La mano de Dios no ha sido suficiente en esta ocasión. Un investigador de seguridad de origen belga acaba de descubrir un agujero de seguridad en la página web del Vaticano. Según este experto, el fallo permitiría a cualquier persona externa publicar noticias falsas en la web.
Se llama Inti De Ceukelaire y es un investigador independiente. Para demostrar que cualquiera puede entrar en la página de la Santa Sede. Y publicar lo primero que se le pase por la cabeza (o algo peor), ha hecho justamente lo propio.
Y para demostrarlo, Ceukelaire ha publicado una captura de Vatican News en su cuenta de Twitter.
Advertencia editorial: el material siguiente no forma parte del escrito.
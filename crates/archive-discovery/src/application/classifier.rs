//! # Archive Classifier
//!
//! Threshold check followed by historical-depth verification.

use tracing::debug;

use crate::algorithms::{plan_historical_probes, HistoricalProbe};
use crate::config::DiscoveryConfig;
use crate::domain::HistoricalOutcome;
use crate::ports::ChainClient;

/// Decides whether a connected node is an archive node.
#[derive(Clone, Copy, Debug, PartialEq, Eq)]
pub struct ArchiveClassifier {
    archive_threshold: u64,
    verify_historical_depth: bool,
}

impl ArchiveClassifier {
    /// Classifier using the policy of `config`.
    pub fn from_config(config: &DiscoveryConfig) -> Self {
        Self {
            archive_threshold: config.archive_threshold,
            verify_historical_depth: config.verify_historical_depth,
        }
    }

    /// Classify a node reporting `block_height`.
    ///
    /// `recent_heights` is the confirmed-archive sample feeding the adaptive
    /// probe. A failed historical probe is a non-archive verdict, not an
    /// error; the reason is carried in the outcome.
    pub async fn classify(
        &self,
        block_height: u64,
        recent_heights: &[u64],
        client: &mut dyn ChainClient,
    ) -> (bool, HistoricalOutcome) {
        if block_height < self.archive_threshold {
            return (false, HistoricalOutcome::passed());
        }
        if !self.verify_historical_depth {
            return (true, HistoricalOutcome::passed());
        }

        for probe in plan_historical_probes(block_height, recent_heights) {
            if let Err(reason) = run_probe(probe, client).await {
                debug!(
                    endpoint = client.endpoint(),
                    %reason,
                    "[archive-discovery] historical probe failed"
                );
                return (false, HistoricalOutcome::failed(reason));
            }
        }

        (true, HistoricalOutcome::passed())
    }
}

async fn run_probe(probe: HistoricalProbe, client: &mut dyn ChainClient) -> Result<(), String> {
    let describe = |detail: String| {
        format!(
            "{} probe at height {} failed: {}",
            probe.kind, probe.target_height, detail
        )
    };

    match client.block_at(probe.target_height).await {
        Ok(Some(block)) => {
            debug!(
                kind = %probe.kind,
                height = block.height,
                hash = block.hash.as_deref().unwrap_or("-"),
                "[archive-discovery] historical block present"
            );
            Ok(())
        }
        Ok(None) => Err(describe("block not found".to_string())),
        Err(e) => Err(describe(e.to_string())),
    }
}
En esta se muestra una noticia falsa, lógicamente, que reza lo siguiente: ‘El Papa Francisco afirma que Dios es una cebolla’.
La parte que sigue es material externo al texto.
//! JSON wire codec for commands and events.

use serde_json::Value;

use super::messages::{Command, Event, COMMAND_TYPES};
use crate::domain::DiscoveryError;

/// Encode an event as one JSON line.
pub fn encode_event(event: &Event) -> Result<String, DiscoveryError> {
    serde_json::to_string(event).map_err(|e| DiscoveryError::Codec(e.to_string()))
}

/// Decode an event.
pub fn decode_event(input: &str) -> Result<Event, DiscoveryError> {
    serde_json::from_str(input).map_err(|e| DiscoveryError::Codec(e.to_string()))
}

/// Encode a command as one JSON line.
pub fn encode_command(command: &Command) -> Result<String, DiscoveryError> {
    serde_json::to_string(command).map_err(|e| DiscoveryError::Codec(e.to_string()))
}

/// Decode a command.
///
/// An unrecognized `type` yields [`DiscoveryError::UnknownCommand`]; any
/// other malformation is a [`DiscoveryError::Codec`].
pub fn decode_command(input: &str) -> Result<Command, DiscoveryError> {
    let mut value: Value =
        serde_json::from_str(input).map_err(|e| DiscoveryError::Codec(e.to_string()))?;

    let kind = value
        .get("type")
        .and_then(Value::as_str)
        .ok_or_else(|| DiscoveryError::Codec("missing command type".into()))?
        .to_string();
    if !COMMAND_TYPES.contains(&kind.as_str()) {
        return Err(DiscoveryError::UnknownCommand(kind));
    }

    // Payload-less commands tolerate an explicit null or absent data.
    if let Some(object) = value.as_object_mut() {
        if object.get("data").is_some_and(Value::is_null) {
            object.remove("data");
        }
    }
    // INIT may carry the module ref as a bare string.
    if kind == "INIT" {
        let bare = value.get("data").and_then(Value::as_str).map(str::to_string);
        if let Some(module_ref) = bare {
            value["data"] = serde_json::json!({ "moduleRef": module_ref });
        }
    }
    if matches!(kind.as_str(), "INIT" | "CONFIG") && value.get("data").is_none() {
        value["data"] = Value::Object(Default::default());
    }

    serde_json::from_value(value).map_err(|e| DiscoveryError::Codec(e.to_string()))
}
https://twitter.com/intidc/status/961492298239488000?ref_src=twsrc%5Etfw&ref_url=https%3A%2F%2Fthenextweb.com%2Fsecurity%2F2018%2F02%2F08%2Fhacker-tricks-official-vatican-news-site-into-declaring-god-an-onion%2F
¿De qué tipo de vulnerabilidad estamos hablando?
Según ha explicado el propio De Ceukelaire, la vulnerabilidad tiene que ver con unos scripts de sitios cruzados sin parches (XXS). Para poder entrar en la página web de noticias del Vaticano, explotó este agujero y se limitó a subir las noticias falsas.
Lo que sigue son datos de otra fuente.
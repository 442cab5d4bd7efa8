//! # Discovery Controller
//!
//! Host-side mirror of the engine. Wraps a handle and the event stream and
//! keeps the latest view (initialized, running, snapshot, archive nodes)
//! current as events are pulled.

use std::collections::VecDeque;
use tracing::debug;

use super::channel::{DiscoveryHandle, EventReceiver};
use super::messages::{Event, InitializedPayload};
use crate::config::{ConfigPatch, DiscoveryConfig};
use crate::domain::{DiscoveryError, ProbeResult, StateSnapshot};
use crate::ports::DiscoveryApi;

/// Controller-side mirror of engine state.
pub struct DiscoveryController {
    handle: DiscoveryHandle,
    events: EventReceiver,
    backlog: VecDeque<Event>,
    is_initialized: bool,
    is_running: bool,
    snapshot: Option<StateSnapshot>,
    archive_nodes: Vec<ProbeResult>,
    config: Option<DiscoveryConfig>,
}

impl DiscoveryController {
    /// Wrap a spawned engine.
    pub fn new(handle: DiscoveryHandle, events: EventReceiver) -> Self {
        Self {
            handle,
            events,
            backlog: VecDeque::new(),
            is_initialized: false,
            is_running: false,
            snapshot: None,
            archive_nodes: Vec::new(),
            config: None,
        }
    }

    /// Send INIT then CONFIG and wait for INITIALIZED.
    ///
    /// Events received while waiting are kept and returned by later calls
    /// to [`DiscoveryController::next_event`].
    pub async fn init(&mut self, module_ref: &str, patch: ConfigPatch) -> Result<(), DiscoveryError> {
        self.handle.init(module_ref).await?;
        self.handle.update_config(patch).await?;

        loop {
            let event = self
                .events
                .recv()
                .await
                .ok_or(DiscoveryError::ChannelClosed)?;
            self.observe(&event);
            let reply = match &event {
                Event::Initialized(payload) => Some(payload.clone()),
                _ => None,
            };
            self.backlog.push_back(event);

            match reply {
                Some(InitializedPayload { success: true, .. }) => return Ok(()),
                Some(InitializedPayload { error, .. }) => {
                    return Err(DiscoveryError::Initialization(
                        error.unwrap_or_else(|| "unknown failure".into()),
                    ))
                }
                None => {}
            }
        }
    }

    /// Ask the engine to start.
    pub async fn start(&self) -> Result<(), DiscoveryError> {
        self.handle.start().await
    }

    /// Ask the engine to stop.
    pub async fn stop(&self) -> Result<(), DiscoveryError> {
        self.handle.stop().await
    }

    /// Send a configuration patch.
    pub async fn update_config(&self, patch: ConfigPatch) -> Result<(), DiscoveryError> {
        self.handle.update_config(patch).await
    }

    /// Request a snapshot.
    pub async fn get_state(&self) -> Result<(), DiscoveryError> {
        self.handle.get_state().await
    }

    /// Clear the engine's ledger.
    pub async fn reset(&self) -> Result<(), DiscoveryError> {
        self.handle.reset().await
    }

    /// Next event, after updating the mirror. `None` once the engine is gone.
    pub async fn next_event(&mut self) -> Option<Event> {
        if let Some(event) = self.backlog.pop_front() {
            return Some(event);
        }
        let event = self.events.recv().await?;
        self.observe(&event);
        Some(event)
    }

    fn observe(&mut self, event: &Event) {
        match event {
            Event::Initialized(payload) => self.is_initialized |= payload.success,
            Event::Started => self.is_running = true,
            Event::Stopped => self.is_running = false,
            Event::ConfigUpdated(payload) => self.config = Some(payload.config.clone()),
            Event::StateUpdate(snapshot) => {
                self.is_running = snapshot.running;
                self.archive_nodes = snapshot.archive_records.clone();
                self.snapshot = Some(snapshot.clone());
            }
            // Dedup belongs to the ledger; mirror every record it appends.
            Event::ArchiveFound(result) => self.archive_nodes.push(result.clone()),
            Event::Log(_) | Event::Error(_) => {}
        }
        debug!(event = event.kind(), "[archive-discovery] controller observed");
    }

    /// Whether INIT succeeded.
    pub fn is_initialized(&self) -> bool {
        self.is_initialized
    }

    /// Whether a run is active, as last reported.
    pub fn is_running(&self) -> bool {
        self.is_running
    }

    /// Latest snapshot.
    pub fn snapshot(&self) -> Option<&StateSnapshot> {
        self.snapshot.as_ref()
    }

    /// Archive nodes discovered so far.
    pub fn archive_nodes(&self) -> &[ProbeResult] {
        &self.archive_nodes
    }

    /// Live configuration, as last reported.
    pub fn config(&self) -> Option<&DiscoveryConfig> {
        self.config.as_ref()
    }

    /// Underlying handle.
    pub fn handle(&self) -> &DiscoveryHandle {
        &self.handle
    }
}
En este caso, pues, explica De Ceukelaire que para poder insertar noticias falsas – y otras travesuras malignas – bastaría con inocular el código del atacante dentro de la página.
Al igual que hizo con los tweets de Trump, se podría redireccionar la web a contenidos fraudulentos o incómodos. En este caso, lo de este hacker ha sido un mal menor.
Porque aunque la broma no habrá sentado nada bien en la Santa Sede, es evidente que lo de De Ceukelaire ha sido tan solo un aviso. Una advertencia dirigida al equipo informático del Vaticano, que ahora deberá ponerse las pilas para dar solución a esta incidencia. Esto o pedir ayuda a la Cebolla, digo a Dios, para que no vuelvan a ocurrir cosas como esta.
Dice que advirtió al Vaticano, pero que no le hicieron caso
En Vatican News, lo que se encontró este hacker fue una vulnerabilidad XSS reflejada. No es tan grave como las denominadas ‘almacenadas’, pero sigue siendo un problema.
Esta vulnerabilidad la encontró dentro de la sección de noticias. Y aunque el daño se hizo en su momento, en la actualidad ya no puedes encontrar esta noticias sobre el Papa y la cebolla. Lo que ocurre, eso sí, es que la vulnerabilidad sigue ahí, a la espera de que alguien la resuelva.
De Ceukelaire ha explicado que antes de hacer pública la noticia, contactó con el Vaticano para advertirles de la problemática. Pero a estas alturas, el fallo de seguridad no se ha resuelto todavía. Y el experto se ha visto obligado a comunicar el problema.
Inti De Ceukelaire no es un aficionado
Puede que hayas leído otras cosas acerca de Inti de Ceukelaire. Es hacker y no se trata, en absoluto, de un aficionado. Nada más lejos de la realidad. Él es quien está detrás de algunos descubrimientos importantes, relacionados con la seguridad en Internet.
En septiembre de 2017, por ejemplo, publicó un informe sobre el funcionamiento de plataformas de mensajería como Slack. También redirigió distintos enlaces de viejos tweets de Donald Trump a contenidos del todo embarazosos.